Several criminal law practitioners agree with former prime minister Dr Mahathir Mohamad that Prime Minister Najib Abdul Razak’s conflicting answers on 1Malaysia Development Bhd (1MDB) could be a crime.
Mahathir accused Najib of lying about the whereabouts of 1MDB’s US$1.103 billion (RM3.97 billion) in funds, and as such, had said that this was an offence under Section 218 of the Penal Code.
Criminal lawyer Amer Hamzah Arshad believes what Mahathir said “has some basis” but noted that it could be argued whether Najib, as prime minister, was a public servant or otherwise.
“However, Najib, on his capacity as 1MDB chairperson (of the advisory board) can be investigated under Section 218 of the Penal Code,” Amer (photo) toldMalaysiakini.
He cited the case of former Selangor menteri besar Dr Mohamad Khir Toyo, who Ameer said was was convicted for graft because Khir was also chairperson of the Selangor State Development Corporation (PKNS) during his tenure.
However, Khir’s lawyer, Muhammad Shafee Abdullah, argued in Khir’s appeal before the Federal Court last year that the graft charge against Khir was defective as he was not a public servant as defined under the Penal Code.
Khir Toyo was charged in his capacity as menteri besar. A menteri besar is not a public servant, as defined under Section 21 of the Penal Code, Shafee had said.
‘PM not public servant in law?’
Section 21 of the Penal Code states that a public servant is defined as either a commissioned officer in the Armed Forces, a judge, a court officer, juryman, arbitrator, a person who holds any office and a government officer.
Amer said the position of prime minister, cabinet ministers and chief ministers do not seem to be covered under Section 21 of the Penal Code.
“However, I agree that in layman’s terms, the prime minister and cabinet members are servants of the public because they are supposed to serve the people,” he said.
On Sunday, Mahathir referred to Najib's parliamentary reply on March 10, where the prime minister said the 1MDB amount had been fully redeemed in the form of cash and was kept at BSI Bank Limited Singapore.
However, last Thursday, Najib, who is also finance minister, changed his reply and stated that there was no cash in BSI Singapore, but merely "assets in US dollars".

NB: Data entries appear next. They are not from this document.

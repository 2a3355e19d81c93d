use scamlens_core::upload::{self, FileKind};

use crate::error::Error;

/// Extract classifiable text from an uploaded file.
///
/// Dispatches on the filename suffix: PDFs go through [`doctext`], `.txt`
/// files are decoded as UTF-8. Extraction that technically succeeds but
/// yields only whitespace is rejected -- there is nothing to classify.
pub fn extract_text(filename: &str, bytes: &[u8]) -> Result<String, Error> {
    let kind = FileKind::from_name(filename).ok_or(Error::UnsupportedFileType)?;

    let text = match kind {
        FileKind::Pdf => doctext::extract_text(bytes).map_err(|_| Error::DocumentRead)?,
        FileKind::Text => upload::decode_text(bytes).map_err(|_| Error::TextRead)?,
    };

    if upload::is_blank(&text) {
        return Err(Error::EmptyContent);
    }

    Ok(text)
}

#[cfg(test)]
mod tests {
    use super::*;

    #[test]
    fn test_unsupported_suffix() {
        assert_eq!(
            extract_text("photo.png", b"bytes"),
            Err(Error::UnsupportedFileType)
        );
    }

    #[test]
    fn test_txt_decodes() {
        let text = extract_text("mail.txt", "urgent wire transfer".as_bytes()).unwrap();
        assert_eq!(text, "urgent wire transfer");
    }

    #[test]
    fn test_txt_invalid_utf8() {
        assert_eq!(
            extract_text("mail.txt", &[0xff, 0xfe, 0x00]),
            Err(Error::TextRead)
        );
    }

    #[test]
    fn test_txt_whitespace_only() {
        assert_eq!(
            extract_text("mail.txt", b"  \n\t  "),
            Err(Error::EmptyContent)
        );
    }

    #[test]
    fn test_pdf_garbage_bytes() {
        assert_eq!(
            extract_text("report.pdf", b"not a pdf at all"),
            Err(Error::DocumentRead)
        );
    }
}
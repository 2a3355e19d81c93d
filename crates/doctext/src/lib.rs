//! Plain-text extraction from paginated PDF documents.
//!
//! Bytes in, concatenated page text out. Layout, fonts, and images are not
//! interpreted -- this crate exists so callers can hand a document's words
//! to something else (here: a language model) without caring how PDF stores
//! them.

use lopdf::Document;
use thiserror::Error;

#[derive(Debug, Error)]
pub enum DocTextError {
    #[error("PDF parsing error: {0}")]
    Parse(String),
    #[error("Document is encrypted")]
    Encrypted,
}

/// A parsed document reduced to its per-page text.
///
/// Constructed via [`DocText::from_bytes`]. Pages that carry no extractable
/// text (scanned images, broken content streams) contribute an empty string
/// rather than failing the whole document.
#[derive(Debug)]
pub struct DocText {
    pages: Vec<String>,
}

impl DocText {
    /// Parse PDF bytes and extract the text of every page, in page order.
    pub fn from_bytes(bytes: &[u8]) -> Result<Self, DocTextError> {
        let doc = Document::load_mem(bytes).map_err(|e| DocTextError::Parse(e.to_string()))?;

        if doc.is_encrypted() {
            return Err(DocTextError::Encrypted);
        }

        let mut pages = Vec::new();
        for &number in doc.get_pages().keys() {
            // A page whose text cannot be decoded contributes nothing.
            let text = doc.extract_text(&[number]).unwrap_or_default();
            pages.push(text);
        }

        Ok(DocText { pages })
    }

    pub fn page_count(&self) -> usize {
        self.pages.len()
    }

    /// All page texts joined with single spaces.
    pub fn text(&self) -> String {
        self.pages.join(" ")
    }
}

/// Extract the full text of a PDF held in memory.
pub fn extract_text(bytes: &[u8]) -> Result<String, DocTextError> {
    Ok(DocText::from_bytes(bytes)?.text())
}

#[cfg(test)]
mod tests {
    use super::*;
    use lopdf::content::{Content, Operation};
    use lopdf::{dictionary, Object, Stream};

    /// Build a one-page PDF containing `text`, returned as raw bytes.
    fn pdf_with_text(text: &str) -> Vec<u8> {
        let mut doc = Document::with_version("1.5");
        let pages_id = doc.new_object_id();

        let font_id = doc.add_object(dictionary! {
            "Type" => "Font",
            "Subtype" => "Type1",
            "BaseFont" => "Courier",
        });
        let resources_id = doc.add_object(dictionary! {
            "Font" => dictionary! { "F1" => font_id },
        });

        let content = Content {
            operations: vec![
                Operation::new("BT", vec![]),
                Operation::new("Tf", vec!["F1".into(), 48.into()]),
                Operation::new("Td", vec![100.into(), 600.into()]),
                Operation::new("Tj", vec![Object::string_literal(text)]),
                Operation::new("ET", vec![]),
            ],
        };
        let content_id = doc.add_object(Stream::new(
            dictionary! {},
            content.encode().expect("encode content stream"),
        ));

        let page_id = doc.add_object(dictionary! {
            "Type" => "Page",
            "Parent" => pages_id,
            "Contents" => content_id,
        });
        doc.objects.insert(
            pages_id,
            Object::Dictionary(dictionary! {
                "Type" => "Pages",
                "Kids" => vec![page_id.into()],
                "Count" => 1,
                "Resources" => resources_id,
                "MediaBox" => vec![0.into(), 0.into(), 595.into(), 842.into()],
            }),
        );
        let catalog_id = doc.add_object(dictionary! {
            "Type" => "Catalog",
            "Pages" => pages_id,
        });
        doc.trailer.set("Root", catalog_id);

        let mut bytes = Vec::new();
        doc.save_to(&mut bytes).expect("serialize document");
        bytes
    }

    #[test]
    fn test_extracts_page_text() {
        let bytes = pdf_with_text("Hello World!");
        let doc = DocText::from_bytes(&bytes).unwrap();
        assert_eq!(doc.page_count(), 1);
        assert!(doc.text().contains("Hello World!"));
    }

    #[test]
    fn test_extract_text_free_function() {
        let bytes = pdf_with_text("wire transfer required");
        let text = extract_text(&bytes).unwrap();
        assert!(text.contains("wire transfer required"));
    }

    #[test]
    fn test_garbage_bytes_fail_to_parse() {
        let err = DocText::from_bytes(b"definitely not a pdf").unwrap_err();
        assert!(matches!(err, DocTextError::Parse(_)));
    }

    #[test]
    fn test_empty_input_fails_to_parse() {
        assert!(matches!(
            DocText::from_bytes(&[]),
            Err(DocTextError::Parse(_))
        ));
    }
}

This became even more baffling when Finance Minister II Husni Hanadzlah (photo) clarified that the assets were in fact in the form of “units” but refused to explain what he meant by that.

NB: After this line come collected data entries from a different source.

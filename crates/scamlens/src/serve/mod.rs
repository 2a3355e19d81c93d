use std::sync::Arc;

use axum::{
    extract::{DefaultBodyLimit, Multipart, State},
    response::Html,
    routing::{get, post},
    Form, Router,
};
use tower_http::cors::{Any, CorsLayer};

use crate::classify::{ClassificationProvider, Gemini};
use crate::prelude::*;
use anstream::eprintln;
use scamlens_core::view::PageView;
use scamlens_core::{prompt, reply, url};

#[derive(Debug, clap::Args)]
pub struct Options {
    /// Port to listen on
    #[arg(short, long, env = "SCAMLENS_PORT", default_value = "3000")]
    pub port: u16,

    /// Host to bind to
    #[arg(long, env = "SCAMLENS_HOST", default_value = "127.0.0.1")]
    pub host: String,

    #[clap(flatten)]
    pub model: crate::classify::ModelOptions,
}

#[derive(Clone)]
struct AppState {
    provider: Arc<dyn ClassificationProvider>,
    templates: Arc<minijinja::Environment<'static>>,
}

pub async fn run(options: Options, global: crate::Global) -> Result<()> {
    let provider = Gemini::new(&options.model)?;

    if global.verbose {
        eprintln!(
            "Starting scamlens web app on {}:{} (model: {})...",
            options.host, options.port, options.model.model
        );
    }

    let state = AppState {
        provider: Arc::new(provider),
        templates: Arc::new(template_env()?),
    };

    let addr = format!("{}:{}", options.host, options.port);
    let app_router = router(state);

    log::info!("listening on http://{addr}");

    let listener = tokio::net::TcpListener::bind(&addr)
        .await
        .map_err(|e| eyre!("Failed to bind to {}: {}", addr, e))?;

    axum::serve(listener, app_router)
        .await
        .map_err(|e| eyre!("Server error: {e}"))?;

    Ok(())
}

fn template_env() -> Result<minijinja::Environment<'static>> {
    let mut env = minijinja::Environment::new();
    env.add_template("index.html", include_str!("templates/index.html"))
        .map_err(|e| eyre!("Failed to load page template: {e}"))?;
    Ok(env)
}

fn router(state: AppState) -> Router {
    let cors = CorsLayer::new()
        .allow_origin(Any)
        .allow_methods(Any)
        .allow_headers(Any);

    Router::new()
        .route("/", get(home))
        .route("/scam/", post(classify_content))
        .route("/predict", post(classify_url))
        // Uploads are held in memory for one request only; no size cap is
        // enforced at this layer.
        .layer(DefaultBodyLimit::disable())
        .layer(cors)
        .with_state(state)
}

/// Every route answers 200 with a fresh render of the page; domain errors
/// surface as text in the `message` slot, never as HTTP error statuses.
fn render_page(templates: &minijinja::Environment<'static>, view: &PageView) -> Html<String> {
    let rendered = templates
        .get_template("index.html")
        .and_then(|tpl| tpl.render(view));

    match rendered {
        Ok(html) => Html(html),
        Err(e) => {
            log::error!("template render failed: {e}");
            Html(String::new())
        }
    }
}

async fn home(State(state): State<AppState>) -> Html<String> {
    render_page(&state.templates, &PageView::empty())
}

/// Pull the `file` part out of the multipart form.
async fn read_upload(mut multipart: Multipart) -> Result<(String, Vec<u8>), Error> {
    while let Some(field) = multipart
        .next_field()
        .await
        .map_err(|_| Error::NoFileUploaded)?
    {
        if field.name() == Some("file") {
            let filename = field.file_name().unwrap_or_default().to_string();
            let bytes = field.bytes().await.map_err(|_| Error::NoFileUploaded)?;
            return Ok((filename, bytes.to_vec()));
        }
    }

    Err(Error::NoFileUploaded)
}

async fn classify_content(State(state): State<AppState>, multipart: Multipart) -> Html<String> {
    let view = match content_view(&state, multipart).await {
        Ok(view) => view,
        Err(e) => PageView::message(e.to_string()),
    };

    render_page(&state.templates, &view)
}

async fn content_view(state: &AppState, multipart: Multipart) -> Result<PageView, Error> {
    let (filename, bytes) = read_upload(multipart).await?;
    let text = crate::extract::extract_text(&filename, &bytes)?;

    log::debug!("classifying {} chars from '{}'", text.len(), filename);

    let view = match state.provider.classify(&prompt::content_prompt(&text)).await {
        Ok(raw) => PageView::message(reply::content_message(&raw)),
        Err(e) => PageView::message(f!("Error during AI classification: {e}")),
    };

    Ok(view)
}

#[derive(Debug, serde::Deserialize)]
struct PredictForm {
    #[serde(default)]
    url: String,
}

async fn classify_url(State(state): State<AppState>, Form(form): Form<PredictForm>) -> Html<String> {
    let target = form.url.trim();

    let view = if !url::has_supported_scheme(target) {
        PageView::url_error(Error::InvalidUrlFormat.to_string(), target)
    } else {
        log::debug!("classifying url '{}'", target);

        match state.provider.classify(&prompt::url_prompt(target)).await {
            Ok(raw) => PageView::url_verdict(reply::url_category(&raw), target),
            Err(e) => PageView::url_verdict(f!("error: {e}"), target),
        }
    };

    render_page(&state.templates, &view)
}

Mahathir described this as a "cover up" and said it was an offence under Section 218 of the Penal Code.
Breach of MACC Act?
However, the Finance Ministry in a statement late on Sunday said its officers amended the written reply “to avoid confusion” and that it was unreasonable to say Najib lied.
Section 218 says it is an offence for any public servant responsible for the preparation of any record to frame it in an incorrect manner, with the intent to cause loss or injury to the public or with the intent to save any person from legal punishment.

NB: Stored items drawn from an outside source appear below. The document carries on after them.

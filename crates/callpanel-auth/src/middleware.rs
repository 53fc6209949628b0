//! Actix-web request extractor for extension sessions

use crate::session::{SessionContext, SessionGuard};
use actix_web::{dev::Payload, web, FromRequest, HttpRequest};
use callpanel_core::error::AppError;
use futures::future::LocalBoxFuture;
use std::ops::Deref;
use std::sync::Arc;
use tracing::{debug, warn};

/// Name of the cookie holding the session token
pub const SESSION_COOKIE: &str = "token";

/// Extract the session token from request
///
/// Checks for token in the following order:
/// 1. Authorization header (Bearer token)
/// 2. Cookie named "token"
pub fn extract_token_from_request(req: &HttpRequest) -> Option<String> {
    if let Some(auth_header) = req.headers().get("Authorization") {
        if let Ok(auth_str) = auth_header.to_str() {
            if let Some(token) = auth_str.strip_prefix("Bearer ") {
                return Some(token.to_string());
            }
        }
    }

    req.cookie(SESSION_COOKIE)
        .map(|cookie| cookie.value().to_string())
}

/// Authenticated extension extractor
///
/// Resolves the request's token through the [`SessionGuard`] registered as
/// `web::Data<Arc<SessionGuard>>`. Rejections carry the JSON error body of
/// the underlying [`AppError`].
///
/// # Examples
///
/// ```no_run
/// use actix_web::HttpResponse;
/// use callpanel_auth::AuthenticatedExtension;
///
/// async fn protected_handler(session: AuthenticatedExtension) -> HttpResponse {
///     HttpResponse::Ok().json(serde_json::json!({
///         "extension": session.extension_number(),
///     }))
/// }
/// ```
#[derive(Debug, Clone)]
pub struct AuthenticatedExtension(pub SessionContext);

impl AuthenticatedExtension {
    pub fn into_inner(self) -> SessionContext {
        self.0
    }
}

impl Deref for AuthenticatedExtension {
    type Target = SessionContext;

    fn deref(&self) -> &Self::Target {
        &self.0
    }
}

impl FromRequest for AuthenticatedExtension {
    type Error = actix_web::Error;
    type Future = LocalBoxFuture<'static, Result<Self, Self::Error>>;

    fn from_request(req: &HttpRequest, _payload: &mut Payload) -> Self::Future {
        let guard = req
            .app_data::<web::Data<Arc<SessionGuard>>>()
            .map(|data| data.get_ref().clone());
        let token = extract_token_from_request(req);

        Box::pin(async move {
            let guard = guard.ok_or_else(|| {
                warn!("SessionGuard not found in app data");
                AppError::Unauthorized("Authentication service not configured".to_string())
            })?;

            let token = token.ok_or_else(|| {
                debug!("No authentication token found in request");
                AppError::Unauthorized("No authentication token provided".to_string())
            })?;

            let session = guard.current_session(&token).await?;

            debug!(
                extension = %session.extension_number(),
                "Extension authenticated successfully"
            );

            Ok(AuthenticatedExtension(session))
        })
    }
}

#[cfg(test)]
mod tests {
    use super::*;
    use actix_web::cookie::Cookie;
    use actix_web::test::TestRequest;

    #[test]
    fn test_extract_bearer_token() {
        let req = TestRequest::default()
            .insert_header(("Authorization", "Bearer abc.def.ghi"))
            .to_http_request();

        assert_eq!(
            extract_token_from_request(&req),
            Some("abc.def.ghi".to_string())
        );
    }

    #[test]
    fn test_extract_cookie_token() {
        let req = TestRequest::default()
            .cookie(Cookie::new(SESSION_COOKIE, "from-cookie"))
            .to_http_request();

        assert_eq!(
            extract_token_from_request(&req),
            Some("from-cookie".to_string())
        );
    }

    #[test]
    fn test_header_takes_precedence() {
        let req = TestRequest::default()
            .insert_header(("Authorization", "Bearer from-header"))
            .cookie(Cookie::new(SESSION_COOKIE, "from-cookie"))
            .to_http_request();

        assert_eq!(
            extract_token_from_request(&req),
            Some("from-header".to_string())
        );
    }

    #[test]
    fn test_non_bearer_header_ignored() {
        let req = TestRequest::default()
            .insert_header(("Authorization", "Basic dXNlcjpwYXNz"))
            .to_http_request();

        assert_eq!(extract_token_from_request(&req), None);
    }
}
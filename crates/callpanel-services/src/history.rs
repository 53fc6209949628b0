//! Call history paging
//!
//! SQL-backed stores order and slice server-side. `page_of` applies the
//! same rules to records already held in memory.

use callpanel_core::{
    models::CallRecord,
    traits::{Pagination, PaginationMeta},
};
use serde::Serialize;

/// One page of call history, most recent call first
#[derive(Debug, Clone, PartialEq, Serialize)]
pub struct HistoryPage {
    pub records: Vec<CallRecord>,
    pub pagination: PaginationMeta,
}

impl HistoryPage {
    pub fn new(records: Vec<CallRecord>, total: i64, pagination: Pagination) -> Self {
        Self {
            records,
            pagination: PaginationMeta::new(total, pagination.page, pagination.per_page),
        }
    }

    pub fn is_empty(&self) -> bool {
        self.records.is_empty()
    }
}

/// Slice `records` into the requested page
///
/// Records are ordered by timestamp descending, ties broken by id
/// descending. A page past the end is empty.
pub fn page_of(records: &[CallRecord], pagination: Pagination) -> HistoryPage {
    let mut ordered: Vec<&CallRecord> = records.iter().collect();
    ordered.sort_by(|a, b| {
        b.timestamp
            .cmp(&a.timestamp)
            .then_with(|| b.id.cmp(&a.id))
    });

    let offset = usize::try_from(pagination.offset()).unwrap_or(usize::MAX);
    let limit = usize::try_from(pagination.limit()).unwrap_or(0);

    let page = ordered
        .into_iter()
        .skip(offset)
        .take(limit)
        .cloned()
        .collect();

    HistoryPage::new(page, records.len() as i64, pagination)
}

#[cfg(test)]
mod tests {
    use super::*;
    use chrono::{Duration, TimeZone, Utc};

    fn records(count: i64) -> Vec<CallRecord> {
        let base = Utc.with_ymd_and_hms(2024, 1, 1, 8, 0, 0).unwrap();
        (0..count)
            .map(|i| CallRecord {
                id: format!("{:03}", i),
                timestamp: base + Duration::minutes(i),
                ..Default::default()
            })
            .collect()
    }

    #[test]
    fn test_first_page_is_most_recent() {
        let page = page_of(&records(25), Pagination::new(1, 10));
        assert_eq!(page.records.len(), 10);
        assert_eq!(page.records[0].id, "024");
        assert_eq!(page.records[9].id, "015");
        assert_eq!(page.pagination.total, 25);
        assert_eq!(page.pagination.total_pages, 3);
        assert_eq!(page.pagination.first_item(), Some(1));
        assert_eq!(page.pagination.last_item(), Some(10));
    }

    #[test]
    fn test_last_partial_page() {
        let page = page_of(&records(25), Pagination::new(3, 10));
        assert_eq!(page.records.len(), 5);
        assert_eq!(page.records[4].id, "000");
        assert_eq!(page.pagination.first_item(), Some(21));
        assert_eq!(page.pagination.last_item(), Some(25));
    }

    #[test]
    fn test_page_past_end_is_empty() {
        let page = page_of(&records(5), Pagination::new(4, 10));
        assert!(page.is_empty());
        assert_eq!(page.pagination.total, 5);
        assert_eq!(page.pagination.first_item(), None);
    }

    #[test]
    fn test_huge_page_number_is_empty() {
        let page = page_of(&records(5), Pagination::new(i64::MAX, 10));
        assert!(page.is_empty());
        assert_eq!(page.pagination.page, i64::MAX);
        assert_eq!(page.pagination.first_item(), None);
    }

    #[test]
    fn test_empty_store() {
        let page = page_of(&[], Pagination::new(1, 10));
        assert!(page.is_empty());
        assert_eq!(page.pagination.total_pages, 0);
        assert_eq!(page.pagination.clamp_page(7), 1);
    }

    #[test]
    fn test_ties_broken_by_id() {
        let at = Utc.with_ymd_and_hms(2024, 1, 1, 8, 0, 0).unwrap();
        let records = vec![
            CallRecord {
                id: "a".to_string(),
                timestamp: at,
                ..Default::default()
            },
            CallRecord {
                id: "b".to_string(),
                timestamp: at,
                ..Default::default()
            },
        ];

        let page = page_of(&records, Pagination::new(1, 1));
        assert_eq!(page.records[0].id, "b");
        let page = page_of(&records, Pagination::new(2, 1));
        assert_eq!(page.records[0].id, "a");
    }
}
//! Daily summary and report DTOs

use callpanel_core::{calendar::DayWindow, format::format_duration, models::DailySummary};
use callpanel_services::ReportOverview;
use chrono::NaiveDate;
use chrono_tz::Tz;
use serde::{Deserialize, Serialize};
use validator::Validate;

/// Window selection for summaries and reports
#[derive(Debug, Clone, Default, Deserialize, Validate)]
pub struct SummaryParams {
    /// Number of days, the configured default when absent
    #[validate(range(max = 366))]
    pub days: Option<u32>,

    /// First day of the window; without it the window ends today
    pub start_date: Option<NaiveDate>,
}

impl SummaryParams {
    /// Resolve the requested window
    pub fn window(&self, default_days: u32, today: NaiveDate, tz: Tz) -> DayWindow {
        let days = self.days.unwrap_or(default_days);
        match self.start_date {
            Some(start) => DayWindow::new(start, days, tz),
            None => DayWindow::ending_on(today, days, tz),
        }
    }
}

/// One day of the summary series
#[derive(Debug, Clone, PartialEq, Serialize)]
pub struct DailySummaryResponse {
    pub date: NaiveDate,
    pub total_calls: i64,
    pub answered_calls: i64,
    pub missed_calls: i64,
    pub average_answered_duration_seconds: i64,
    pub average_duration_display: String,
}

impl From<DailySummary> for DailySummaryResponse {
    fn from(summary: DailySummary) -> Self {
        Self {
            average_duration_display: format_duration(Some(
                summary.average_answered_duration_seconds,
            )),
            date: summary.date,
            total_calls: summary.total_calls,
            answered_calls: summary.answered_calls,
            missed_calls: summary.missed_calls,
            average_answered_duration_seconds: summary.average_answered_duration_seconds,
        }
    }
}

/// Summary series together with its window
#[derive(Debug, Clone, PartialEq, Serialize)]
pub struct DailySeriesResponse {
    pub window: DayWindow,
    pub days: Vec<DailySummaryResponse>,
}

impl DailySeriesResponse {
    pub fn new(window: DayWindow, series: Vec<DailySummary>) -> Self {
        Self {
            window,
            days: series.into_iter().map(Into::into).collect(),
        }
    }
}

/// Report overview with its window
#[derive(Debug, Clone, PartialEq, Serialize)]
pub struct ReportOverviewResponse {
    pub window: DayWindow,
    #[serde(flatten)]
    pub overview: ReportOverview,
    pub mean_daily_average_display: String,
}

impl ReportOverviewResponse {
    pub fn new(window: DayWindow, overview: ReportOverview) -> Self {
        Self {
            mean_daily_average_display: format_duration(Some(overview.mean_daily_average_seconds)),
            window,
            overview,
        }
    }
}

Such an offence will result in a jail term of up to three years, a fine, or both.
Another criminal lawyer, Joshua Tay H’ng Foong, said since Mahathir had described Najib’s conflicting answers as a "cover-up" of government matters, it would be an offence under Section 23 of the Malaysian Anti-Corruption Commission (MACC) Act instead of Section 218 of the Penal Code.
“Mahathir (photo) could be right, but Section 218 talks about records… what do ‘records’ here mean?
“Section 218 of the Penal Code is not really apt. What’s glaring is there’s allegation of abuse of power.
“Section 23 of the MACC Act is more apt, if Mahathir is talking about abuse of power,”Tay added.
MACC can act on suspicions of cover-up
Section 23 of the MACC Act is the offence of using office or position for gratification.
Any officer of a public body who uses his office or position for any gratification, whether for himself, his relatives or associates, commits an offence, states the Act.
Tay added if there were suspicions that there was an act of cover-up, the MACC therefore could start an investigation.
An offence under Section 23 of the MACC Act is more severe, for a convict can be jailed for up to 20 years and fined not less than five times the sum of the gratification.
However, Amer believes that merely giving a false statement cannot come under Section 23 of the MACC Act.
Instead of just Section 23, the lawyer believes that a wider net should be thrown involving other sections of the law, and the matter investigated from all angles and possibilities.